What is being asked:
Please reproduce the full listing exactly, with nothing added.

Stored data:

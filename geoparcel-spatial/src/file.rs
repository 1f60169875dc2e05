//! File-backed contour store
//!
//! Contour rows are persisted one JSON file per entity at
//! `{base_path}/contours/{entity_id}.json`. Prefix rows are derived data:
//! they live only in memory and are rebuilt from the contour files on
//! [`FileContourStore::open`].
//!
//! Every mutating call updates the in-memory tables first, then rewrites the
//! entity's file atomically (temp file + rename). If the write fails the
//! entity's in-memory rows are rolled back, so the store never runs ahead of
//! disk. An entity with no rows has no file. A contour file that cannot be
//! parsed fails [`FileContourStore::open`].

use crate::entity::EntityId;
use crate::error::{Result, SpatialError};
use crate::geohash::Geohash;
use crate::memory::MemoryContourStore;
use crate::store::{ContourCell, ContourStore};
use async_trait::async_trait;
use serde::{Deserialize, Serialize};
use std::fmt::Debug;
use std::path::{Path, PathBuf};

/// On-disk form of one entity's contour.
#[derive(Debug, Serialize, Deserialize)]
struct ContourFile {
    entity_id: EntityId,
    cells: Vec<ContourCell>,
}

/// Contour store persisted as per-entity JSON files.
#[derive(Debug)]
pub struct FileContourStore {
    base_path: PathBuf,
    working: MemoryContourStore,
}

impl FileContourStore {
    /// Open (or create) a store rooted at `base_path` and load existing rows.
    pub async fn open(base_path: impl AsRef<Path>) -> Result<Self> {
        let base_path = base_path.as_ref().to_path_buf();
        let dir = base_path.join("contours");

        let files = tokio::task::spawn_blocking(move || load_contour_files(&dir))
            .await
            .map_err(|e| SpatialError::storage(format!("Task join error: {}", e)))??;

        let working = MemoryContourStore::new();
        for file in &files {
            for row in &file.cells {
                let prefixes: Vec<&str> = row.cell.proper_prefixes().collect();
                working.upsert(&file.entity_id, &row.cell, row.position).await?;
                working
                    .insert_prefixes(&file.entity_id, &row.cell, &prefixes)
                    .await?;
            }
        }

        tracing::info!(
            path = %base_path.display(),
            entities = files.len(),
            "Opened file contour store"
        );

        Ok(Self { base_path, working })
    }

    fn entity_path(&self, entity_id: &EntityId) -> PathBuf {
        self.base_path
            .join("contours")
            .join(format!("{}.json", entity_id))
    }

    /// Persist the entity, or put its in-memory rows back to `before`.
    async fn persist_or_rollback(
        &self,
        entity_id: &EntityId,
        before: Vec<ContourCell>,
    ) -> Result<()> {
        let result = self.persist(entity_id).await;
        if let Err(ref e) = result {
            tracing::warn!(entity = %entity_id, error = %e, "Contour write failed, rolling back");
            self.working.replace_rows(entity_id, &before);
        }
        result
    }

    /// Rewrite (or remove) the entity file from the in-memory rows.
    async fn persist(&self, entity_id: &EntityId) -> Result<()> {
        let path = self.entity_path(entity_id);
        let cells = self.working.rows_sorted(entity_id);

        if cells.is_empty() {
            return tokio::task::spawn_blocking(move || match std::fs::remove_file(&path) {
                Ok(()) => Ok(()),
                Err(e) if e.kind() == std::io::ErrorKind::NotFound => Ok(()),
                Err(e) => Err(SpatialError::storage(format!(
                    "Failed to remove contour file {}: {}",
                    path.display(),
                    e
                ))),
            })
            .await
            .map_err(|e| SpatialError::storage(format!("Task join error: {}", e)))?;
        }

        let json = serde_json::to_string_pretty(&ContourFile {
            entity_id: entity_id.clone(),
            cells,
        })?;

        tokio::task::spawn_blocking(move || {
            if let Some(parent) = path.parent() {
                std::fs::create_dir_all(parent).map_err(|e| {
                    SpatialError::storage(format!(
                        "Failed to create contour directory {}: {}",
                        parent.display(),
                        e
                    ))
                })?;
            }
            let tmp_path = path.with_extension("json.tmp");
            std::fs::write(&tmp_path, json.as_bytes()).map_err(|e| {
                SpatialError::storage(format!(
                    "Failed to write contour file {}: {}",
                    tmp_path.display(),
                    e
                ))
            })?;
            std::fs::rename(&tmp_path, &path).map_err(|e| {
                SpatialError::storage(format!(
                    "Failed to rename contour file {}: {}",
                    path.display(),
                    e
                ))
            })
        })
        .await
        .map_err(|e| SpatialError::storage(format!("Task join error: {}", e)))?
    }
}

fn load_contour_files(dir: &Path) -> Result<Vec<ContourFile>> {
    let entries = match std::fs::read_dir(dir) {
        Ok(entries) => entries,
        Err(e) if e.kind() == std::io::ErrorKind::NotFound => return Ok(vec![]),
        Err(e) => {
            return Err(SpatialError::storage(format!(
                "Failed to list contour directory {}: {}",
                dir.display(),
                e
            )))
        }
    };

    let mut files = Vec::new();
    for entry in entries {
        let path = entry?.path();
        // Skips leftover `.json.tmp` files too: their extension is `tmp`.
        if !path.extension().is_some_and(|ext| ext == "json") {
            continue;
        }
        let contents = std::fs::read_to_string(&path)?;
        // Fatal: events behind the watermark are not replayed on restart.
        let file = serde_json::from_str::<ContourFile>(&contents).map_err(|e| {
            SpatialError::storage(format!(
                "Corrupt contour file {}: {}",
                path.display(),
                e
            ))
        })?;
        files.push(file);
    }
    Ok(files)
}

#[async_trait]
impl ContourStore for FileContourStore {
    async fn get(&self, entity_id: &EntityId) -> Result<Vec<ContourCell>> {
        self.working.get(entity_id).await
    }

    async fn upsert(&self, entity_id: &EntityId, cell: &Geohash, position: u32) -> Result<()> {
        let before = self.working.rows_sorted(entity_id);
        self.working.upsert(entity_id, cell, position).await?;
        self.persist_or_rollback(entity_id, before).await
    }

    async fn delete(&self, entity_id: &EntityId, cell: &Geohash) -> Result<()> {
        let before = self.working.rows_sorted(entity_id);
        self.working.delete(entity_id, cell).await?;
        self.persist_or_rollback(entity_id, before).await
    }

    async fn insert_prefixes(
        &self,
        entity_id: &EntityId,
        cell: &Geohash,
        prefixes: &[&str],
    ) -> Result<()> {
        self.working.insert_prefixes(entity_id, cell, prefixes).await
    }

    async fn find_by_prefix(&self, prefix: &str) -> Result<Vec<EntityId>> {
        self.working.find_by_prefix(prefix).await
    }

    async fn clear(&self, entity_id: &EntityId) -> Result<()> {
        let before = self.working.rows_sorted(entity_id);
        self.working.clear(entity_id).await?;
        self.persist_or_rollback(entity_id, before).await
    }

    async fn entity_count(&self) -> Result<usize> {
        self.working.entity_count().await
    }
}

Solution for this exercise:
filename geoparcel-spatial/src/file.rs
repository 1f60169875dc2e05
//! File-backed contour store
//!
//! Contour rows are persisted one JSON file per entity at
//! `{base_path}/contours/{entity_id}.json`. Prefix rows are derived data:
//! they live only in memory and are rebuilt from the contour files on
//! [`FileContourStore::open`].
//!
//! Every mutating call updates the in-memory tables first, then rewrites the
//! entity's file atomically (temp file + rename). If the write fails the
//! entity's in-memory rows are rolled back, so the store never runs ahead of
//! disk. An entity with no rows has no file. A contour file that cannot be
//! parsed fails [`FileContourStore::open`].

use crate::entity::EntityId;
use crate::error::{Result, SpatialError};
use crate::geohash::Geohash;
use crate::memory::MemoryContourStore;
use crate::store::{ContourCell, ContourStore};
use async_trait::async_trait;
use serde::{Deserialize, Serialize};
use std::fmt::Debug;
use std::path::{Path, PathBuf};

/// On-disk form of one entity's contour.
#[derive(Debug, Serialize, Deserialize)]
struct ContourFile {
    entity_id: EntityId,
    cells: Vec<ContourCell>,
}

/// Contour store persisted as per-entity JSON files.
#[derive(Debug)]
pub struct FileContourStore {
    base_path: PathBuf,
    working: MemoryContourStore,
}

impl FileContourStore {
    /// Open (or create) a store rooted at `base_path` and load existing rows.
    pub async fn open(base_path: impl AsRef<Path>) -> Result<Self> {
        let base_path = base_path.as_ref().to_path_buf();
        let dir = base_path.join("contours");

        let files = tokio::task::spawn_blocking(move || load_contour_files(&dir))
            .await
            .map_err(|e| SpatialError::storage(format!("Task join error: {}", e)))??;

        let working = MemoryContourStore::new();
        for file in &files {
            for row in &file.cells {
                let prefixes: Vec<&str> = row.cell.proper_prefixes().collect();
                working.upsert(&file.entity_id, &row.cell, row.position).await?;
                working
                    .insert_prefixes(&file.entity_id, &row.cell, &prefixes)
                    .await?;
            }
        }

        tracing::info!(
            path = %base_path.display(),
            entities = files.len(),
            "Opened file contour store"
        );

        Ok(Self { base_path, working })
    }

    fn entity_path(&self, entity_id: &EntityId) -> PathBuf {
        self.base_path
            .join("contours")
            .join(format!("{}.json", entity_id))
    }

    /// Persist the entity, or put its in-memory rows back to `before`.
    async fn persist_or_rollback(
        &self,
        entity_id: &EntityId,
        before: Vec<ContourCell>,
    ) -> Result<()> {
        let result = self.persist(entity_id).await;
        if let Err(ref e) = result {
            tracing::warn!(entity = %entity_id, error = %e, "Contour write failed, rolling back");
            self.working.replace_rows(entity_id, &before);
        }
        result
    }

    /// Rewrite (or remove) the entity file from the in-memory rows.
    async fn persist(&self, entity_id: &EntityId) -> Result<()> {
        let path = self.entity_path(entity_id);
        let cells = self.working.rows_sorted(entity_id);

        if cells.is_empty() {
            return tokio::task::spawn_blocking(move || match std::fs::remove_file(&path) {
                Ok(()) => Ok(()),
                Err(e) if e.kind() == std::io::ErrorKind::NotFound => Ok(()),
                Err(e) => Err(SpatialError::storage(format!(
                    "Failed to remove contour file {}: {}",
                    path.display(),
                    e
                ))),
            })
            .await
            .map_err(|e| SpatialError::storage(format!("Task join error: {}", e)))?;
        }

        let json = serde_json::to_string_pretty(&ContourFile {
            entity_id: entity_id.clone(),
            cells,
        })?;

        tokio::task::spawn_blocking(move || {
            if let Some(parent) = path.parent() {
                std::fs::create_dir_all(parent).map_err(|e| {
                    SpatialError::storage(format!(
                        "Failed to create contour directory {}: {}",
                        parent.display(),
                        e
                    ))
                })?;
            }
            let tmp_path = path.with_extension("json.tmp");
            std::fs::write(&tmp_path, json.as_bytes()).map_err(|e| {
                SpatialError::storage(format!(
                    "Failed to write contour file {}: {}",
                    tmp_path.display(),
                    e
                ))
            })?;
            std::fs::rename(&tmp_path, &path).map_err(|e| {
                SpatialError::storage(format!(
                    "Failed to rename contour file {}: {}",
                    path.display(),
                    e
                ))
            })
        })
        .await
        .map_err(|e| SpatialError::storage(format!("Task join error: {}", e)))?
    }
}

fn load_contour_files(dir: &Path) -> Result<Vec<ContourFile>> {
    let entries = match std::fs::read_dir(dir) {
        Ok(entries) => entries,
        Err(e) if e.kind() == std::io::ErrorKind::NotFound => return Ok(vec![]),
        Err(e) => {
            return Err(SpatialError::storage(format!(
                "Failed to list contour directory {}: {}",
                dir.display(),
                e
            )))
        }
    };

    let mut files = Vec::new();
    for entry in entries {
        let path = entry?.path();
        // Skips leftover `.json.tmp` files too: their extension is `tmp`.
        if !path.extension().is_some_and(|ext| ext == "json") {
            continue;
        }
        let contents = std::fs::read_to_string(&path)?;
        // Fatal: events behind the watermark are not replayed on restart.
        let file = serde_json::from_str::<ContourFile>(&contents).map_err(|e| {
            SpatialError::storage(format!(
                "Corrupt contour file {}: {}",
                path.display(),
                e
            ))
        })?;
        files.push(file);
    }
    Ok(files)
}

#[async_trait]
impl ContourStore for FileContourStore {
    async fn get(&self, entity_id: &EntityId) -> Result<Vec<ContourCell>> {
        self.working.get(entity_id).await
    }

    async fn upsert(&self, entity_id: &EntityId, cell: &Geohash, position: u32) -> Result<()> {
        let before = self.working.rows_sorted(entity_id);
        self.working.upsert(entity_id, cell, position).await?;
        self.persist_or_rollback(entity_id, before).await
    }

    async fn delete(&self, entity_id: &EntityId, cell: &Geohash) -> Result<()> {
        let before = self.working.rows_sorted(entity_id);
        self.working.delete(entity_id, cell).await?;
        self.persist_or_rollback(entity_id, before).await
    }

    async fn insert_prefixes(
        &self,
        entity_id: &EntityId,
        cell: &Geohash,
        prefixes: &[&str],
    ) -> Result<()> {
        self.working.insert_prefixes(entity_id, cell, prefixes).await
    }

    async fn find_by_prefix(&self, prefix: &str) -> Result<Vec<EntityId>> {
        self.working.find_by_prefix(prefix).await
    }

    async fn clear(&self, entity_id: &EntityId) -> Result<()> {
        let before = self.working.rows_sorted(entity_id);
        self.working.clear(entity_id).await?;
        self.persist_or_rollback(entity_id, before).await
    }

    async fn entity_count(&self) -> Result<usize> {
        self.working.entity_count().await
    }
}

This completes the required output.